Con la expectativa puesta en la final del Mundial, el Gobierno nacional ya comenzó a planificar el operativo que se pondrá en marcha para recibir a la Selección Argentina en caso de su regreso al país. En coordinación con el Gobierno de la Ciudad de Buenos Aires, las autoridades nacionales analizan distintos escenarios para garantizar la seguridad del plantel y de los miles de hinchas que podrían movilizarse para acompañar al equipo de Lionel Scaloni.
El Gobierno nacional coordina el regreso de la Selección y evalúa recibir al plantel en el balcón de la Casa Rosada
Comenzaron a trabajar en un amplio dispositivo de seguridad para un eventual festejo de la Selección Argentina tras la final del Mundial.

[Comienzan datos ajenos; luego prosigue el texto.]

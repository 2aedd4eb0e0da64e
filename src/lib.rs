// ====================================================================================
// src/lib.rs - 订座页面客户端
// ====================================================================================
pub mod api;
pub mod clock;
pub mod config;
pub mod error;
pub mod models;
pub mod page;
pub mod render;
pub mod selection;
pub mod snapshot;
pub mod sync;
pub mod view;

pub use error::{AppError, AppResult, ErrorKind};
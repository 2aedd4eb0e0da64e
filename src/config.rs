// ====================================================================================
// src/config.rs - 配置管理
// ====================================================================================
use crate::error::{AppError, AppResult};
use crate::models::{ScheduleId, UserId};
use std::str::FromStr;

#[derive(Clone, Debug)]
pub struct Config {
    pub api_base_url: String,
    pub schedule_id: ScheduleId,
    pub current_user_id: UserId,
    pub current_username: String,

    // Django 的 CSRF/会话凭据
    pub csrf_token: Option<String>,
    pub session_id: Option<String>,

    pub max_seats: usize,
    pub poll_interval_seconds: u64,
    pub request_timeout_seconds: u64,
    pub seats_per_row: u32,
}

impl Config {
    pub fn from_env() -> AppResult<Self> {
        // 尝试加载 .env 文件，如果失败则忽略（可能文件不存在）
        if let Err(e) = dotenvy::dotenv() {
            eprintln!("Warning: Failed to load .env file: {}", e);
        }

        Self::from_lookup(|key| std::env::var(key).ok())
    }

    pub fn from_lookup<F>(lookup: F) -> AppResult<Self>
    where
        F: Fn(&str) -> Option<String>,
    {
        let config = Self {
            api_base_url: lookup("BOOKING_API_URL")
                .unwrap_or_else(|| "http://127.0.0.1:8000/api".to_string()),
            schedule_id: required(&lookup, "SCHEDULE_ID")?,
            current_user_id: required(&lookup, "CURRENT_USER_ID")?,
            current_username: lookup("CURRENT_USERNAME").unwrap_or_default(),
            csrf_token: lookup("CSRF_TOKEN").filter(|v| !v.is_empty()),
            session_id: lookup("SESSION_ID").filter(|v| !v.is_empty()),
            max_seats: parsed_or(&lookup, "MAX_SEATS", 4)?,
            poll_interval_seconds: parsed_or(&lookup, "POLL_INTERVAL_SECONDS", 5)?,
            request_timeout_seconds: parsed_or(&lookup, "REQUEST_TIMEOUT_SECONDS", 10)?,
            seats_per_row: parsed_or(&lookup, "SEATS_PER_ROW", 4)?,
        };

        if config.max_seats == 0 {
            return Err(AppError::Config("MAX_SEATS must be at least 1".to_string()));
        }
        if config.poll_interval_seconds == 0 {
            return Err(AppError::Config("POLL_INTERVAL_SECONDS must be at least 1".to_string()));
        }

        Ok(config)
    }
}

fn required<F, T>(lookup: &F, key: &str) -> AppResult<T>
where
    F: Fn(&str) -> Option<String>,
    T: FromStr,
{
    let raw = lookup(key).ok_or_else(|| AppError::Config(format!("{} must be set", key)))?;
    raw.trim()
        .parse()
        .map_err(|_| AppError::Config(format!("{} must be a valid number", key)))
}

fn parsed_or<F, T>(lookup: &F, key: &str, default: T) -> AppResult<T>
where
    F: Fn(&str) -> Option<String>,
    T: FromStr,
{
    match lookup(key) {
        Some(raw) => raw
            .trim()
            .parse()
            .map_err(|_| AppError::Config(format!("{} must be a valid number", key))),
        None => Ok(default),
    }
}

#[cfg(test)]
mod tests {
    use super::*;
    use std::collections::HashMap;

    fn lookup_from(pairs: &[(&str, &str)]) -> impl Fn(&str) -> Option<String> {
        let map: HashMap<String, String> = pairs
            .iter()
            .map(|(k, v)| (k.to_string(), v.to_string()))
            .collect();
        move |key: &str| map.get(key).cloned()
    }

    #[test]
    fn defaults_apply() {
        let config = Config::from_lookup(lookup_from(&[("SCHEDULE_ID", "12"), ("CURRENT_USER_ID", "7")])).unwrap();
        assert_eq!(config.schedule_id, 12);
        assert_eq!(config.current_user_id, 7);
        assert_eq!(config.max_seats, 4);
        assert_eq!(config.poll_interval_seconds, 5);
        assert_eq!(config.api_base_url, "http://127.0.0.1:8000/api");
        assert!(config.csrf_token.is_none());
    }

    #[test]
    fn missing_schedule_is_rejected() {
        let err = Config::from_lookup(lookup_from(&[("CURRENT_USER_ID", "7")])).unwrap_err();
        assert!(matches!(err, AppError::Config(msg) if msg.contains("SCHEDULE_ID")));
    }

    #[test]
    fn bad_numbers_are_rejected() {
        let err = Config::from_lookup(lookup_from(&[
            ("SCHEDULE_ID", "12"),
            ("CURRENT_USER_ID", "7"),
            ("MAX_SEATS", "four"),
        ]))
        .unwrap_err();
        assert!(matches!(err, AppError::Config(msg) if msg.contains("MAX_SEATS")));

        let err = Config::from_lookup(lookup_from(&[
            ("SCHEDULE_ID", "12"),
            ("CURRENT_USER_ID", "7"),
            ("MAX_SEATS", "0"),
        ]))
        .unwrap_err();
        assert!(matches!(err, AppError::Config(_)));
    }
}
// ====================================================================================
// src/sync.rs - 座位状态同步服务
// ====================================================================================
use crate::{
    api::SeatApi,
    clock::Clock,
    error::AppResult,
    models::{ScheduleId, SeatAvailability, UserId},
    render,
    snapshot::SeatSnapshot,
    view::SeatView,
};
use std::sync::{Arc, Mutex, MutexGuard};
use tokio::sync::watch;
use tokio::task::JoinHandle;
use tokio::time::{self, Duration, MissedTickBehavior};

pub type SharedSnapshot = Option<Arc<SeatSnapshot>>;

#[derive(Debug, Default)]
struct PollState {
    // start() 被调用且尚未 stop()
    enabled: bool,
    hidden: bool,
    unfocused: bool,
    task: Option<JoinHandle<()>>,
}

impl PollState {
    fn should_run(&self) -> bool {
        self.enabled && !self.hidden && !self.unfocused
    }

    fn is_running(&self) -> bool {
        self.task.as_ref().is_some_and(|t| !t.is_finished())
    }
}

// 座位状态同步: 定时拉取快照并重绘座位视图
pub struct SeatStatusSync {
    api: Arc<dyn SeatApi>,
    view: Arc<dyn SeatView>,
    clock: Arc<dyn Clock>,
    schedule_id: ScheduleId,
    current_user_id: UserId,
    seats_per_row: u32,
    interval: Duration,
    snapshot_tx: watch::Sender<SharedSnapshot>,
    poll: Mutex<PollState>,
}

impl SeatStatusSync {
    pub fn new(
        api: Arc<dyn SeatApi>,
        view: Arc<dyn SeatView>,
        clock: Arc<dyn Clock>,
        schedule_id: ScheduleId,
        current_user_id: UserId,
        interval: Duration,
    ) -> Self {
        let (snapshot_tx, _) = watch::channel(None);
        Self {
            api,
            view,
            clock,
            schedule_id,
            current_user_id,
            seats_per_row: 4,
            interval,
            snapshot_tx,
            poll: Mutex::new(PollState::default()),
        }
    }

    pub fn with_seats_per_row(mut self, seats_per_row: u32) -> Self {
        self.seats_per_row = seats_per_row;
        self
    }

    pub fn schedule_id(&self) -> ScheduleId {
        self.schedule_id
    }

    pub fn latest(&self) -> SharedSnapshot {
        self.snapshot_tx.borrow().clone()
    }

    pub fn subscribe(&self) -> watch::Receiver<SharedSnapshot> {
        self.snapshot_tx.subscribe()
    }

    fn poll_state(&self) -> MutexGuard<'_, PollState> {
        self.poll.lock().unwrap_or_else(|e| e.into_inner())
    }

    // 启动定时刷新（立即刷新一次），重复调用无副作用
    pub fn start(self: &Arc<Self>) {
        let mut poll = self.poll_state();
        poll.enabled = true;
        self.reconcile(&mut poll);
    }

    pub fn stop(&self) {
        let mut poll = self.poll_state();
        poll.enabled = false;
        if let Some(task) = poll.task.take() {
            task.abort();
            tracing::info!("停止座位状态轮询，班次: {}", self.schedule_id);
        }
    }

    pub fn is_polling(&self) -> bool {
        self.poll_state().is_running()
    }

    // 页面隐藏时暂停轮询，重新可见时恢复
    pub fn set_page_visible(self: &Arc<Self>, visible: bool) {
        let mut poll = self.poll_state();
        poll.hidden = !visible;
        self.reconcile(&mut poll);
    }

    pub fn set_page_focused(self: &Arc<Self>, focused: bool) {
        let mut poll = self.poll_state();
        poll.unfocused = !focused;
        self.reconcile(&mut poll);
    }

    fn reconcile(self: &Arc<Self>, poll: &mut PollState) {
        if poll.should_run() {
            if !poll.is_running() {
                poll.task = Some(self.spawn_poll_loop());
            }
        } else if let Some(task) = poll.task.take() {
            task.abort();
            tracing::debug!("暂停座位状态轮询，班次: {}", self.schedule_id);
        }
    }

    fn spawn_poll_loop(self: &Arc<Self>) -> JoinHandle<()> {
        let this = Arc::clone(self);
        tracing::info!(
            "启动座位状态轮询，班次: {}，间隔: {:?}",
            self.schedule_id,
            self.interval
        );

        tokio::spawn(async move {
            let mut interval_timer = time::interval(this.interval);
            interval_timer.set_missed_tick_behavior(MissedTickBehavior::Delay);
            loop {
                // 第一次 tick 立即返回
                interval_timer.tick().await;
                let _ = this.refresh_once().await;
            }
        })
    }

    // 拉取一次快照；失败时保留旧快照，等下一次 tick 重试
    pub async fn refresh_once(&self) -> AppResult<Arc<SeatSnapshot>> {
        let response = match self.api.seat_status(self.schedule_id).await {
            Ok(response) => response,
            Err(e) => {
                tracing::warn!("获取座位状态失败，保留旧快照，班次: {}: {}", self.schedule_id, e);
                return Err(e);
            }
        };

        let snapshot = Arc::new(SeatSnapshot::from(response));
        let anomalies = snapshot.anomalies();
        if !anomalies.is_empty() {
            tracing::warn!(
                "座位状态快照不一致，班次: {}，问题: {:?}",
                self.schedule_id,
                anomalies
            );
        }

        self.snapshot_tx.send_replace(Some(Arc::clone(&snapshot)));
        self.render(&snapshot);
        tracing::debug!(
            "座位状态已更新，班次: {}，可用 {}，已订 {}，临时 {}",
            self.schedule_id,
            snapshot.available_count(),
            snapshot.booked_count(),
            snapshot.temporary_count()
        );
        Ok(snapshot)
    }

    // 用最新快照重新渲染全部座位（倒计时按当前时间计算）
    pub fn render_latest(&self) {
        if let Some(snapshot) = self.latest() {
            self.render(&snapshot);
        }
    }

    fn render(&self, snapshot: &SeatSnapshot) {
        let seats = self.view.seat_ids();
        let renders = render::render_all(
            snapshot,
            &seats,
            self.current_user_id,
            self.clock.now(),
            self.seats_per_row,
        );
        self.view.apply(&renders);
    }

    pub async fn fetch_availability(&self) -> AppResult<SeatAvailability> {
        self.api.seat_availability(self.schedule_id).await
    }
}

El festejo por el triunfo de Argentina.
Aunque todavía no existe una comunicación oficial entre la Casa Rosada y la Asociación del Fútbol Argentino (AFA), en Balcarce 50 reconocen que los preparativos avanzan contrarreloj para estar listos ante cualquier decisión que adopte la delegación una vez concluido el encuentro decisivo del certamen.
El aeropuerto de llegada será determinante
Uno de los aspectos centrales de la organización pasa por definir el punto de arribo del vuelo chárter que trasladará al plantel.
Si la Selección aterriza en el Aeropuerto Internacional de Ezeiza, el operativo requerirá la participación de la Policía Bonaerense durante buena parte del recorrido hasta ingresar a la Ciudad de Buenos Aires. No obstante, fuentes oficiales señalaron que todavía no hubo contactos formales con las autoridades de la provincia para coordinar ese despliegue.
En cambio, si el vuelo llega al Aeroparque Jorge Newbery, toda la logística quedará prácticamente concentrada dentro de la jurisdicción porteña, facilitando la coordinación con la Policía de la Ciudad.
En cualquiera de las dos alternativas, la seguridad dentro de las terminales aéreas estará bajo la responsabilidad de la Policía de Seguridad Aeroportuaria (PSA), organismo que ya contempla distintos protocolos para una eventual llegada multitudinaria.
Plaza de Mayo, el escenario que analiza el Gobierno
El punto que concentra mayor atención es la posibilidad de que los jugadores celebren junto a los hinchas en Plaza de Mayo.
Dentro del Gobierno consideran que ese espacio permitiría reunir a una enorme cantidad de personas y facilitaría la organización del operativo de seguridad. Incluso, una de las alternativas que se encuentra sobre la mesa es ofrecer el tradicional balcón de la Casa Rosada para que los futbolistas puedan saludar a la multitud.
La intención oficial apunta a diseñar corredores seguros para el desplazamiento del micro que transporte a la delegación, evitar situaciones de desborde y garantizar un recorrido ordenado desde el ingreso a la Ciudad hasta el lugar del posible festejo.
Las autoridades también buscan establecer un esquema que permita separar el acto institucional de cualquier lectura política, en un contexto donde el Gobierno procura que una eventual celebración tenga como único protagonista al seleccionado nacional.
Un contexto político complejo
Más allá de los preparativos logísticos, el vínculo entre el Gobierno nacional y la conducción de la AFA atraviesa uno de sus momentos más delicados.
La relación con el presidente de la entidad, Claudio "Chiqui" Tapia, se deterioró en los últimos meses a partir de distintas decisiones oficiales, entre ellas las inspecciones realizadas por ARCA y los intentos del Ejecutivo por avanzar con mecanismos de control y la designación de veedores dentro de la asociación que conduce el fútbol argentino.
Ese escenario agrega un componente de incertidumbre a cualquier negociación vinculada con el recorrido del plantel o una eventual visita a la Casa Rosada.
Todo dependerá de la decisión de la Selección
En el Gobierno remarcan que, por el momento, todos los escenarios permanecen abiertos y que ninguna alternativa está confirmada.
La prioridad es contar con un dispositivo flexible que pueda adaptarse rápidamente a la decisión que adopten la AFA, el cuerpo técnico encabezado por Lionel Scaloni y los propios futbolistas una vez concluida la final del Mundial.
Mientras tanto, Nación y Ciudad continúan intercambiando información para tener preparado un operativo de gran magnitud, consciente de que un eventual regreso de la Selección podría convocar a cientos de miles de personas en las calles de Buenos Aires, tal como ocurrió en celebraciones anteriores.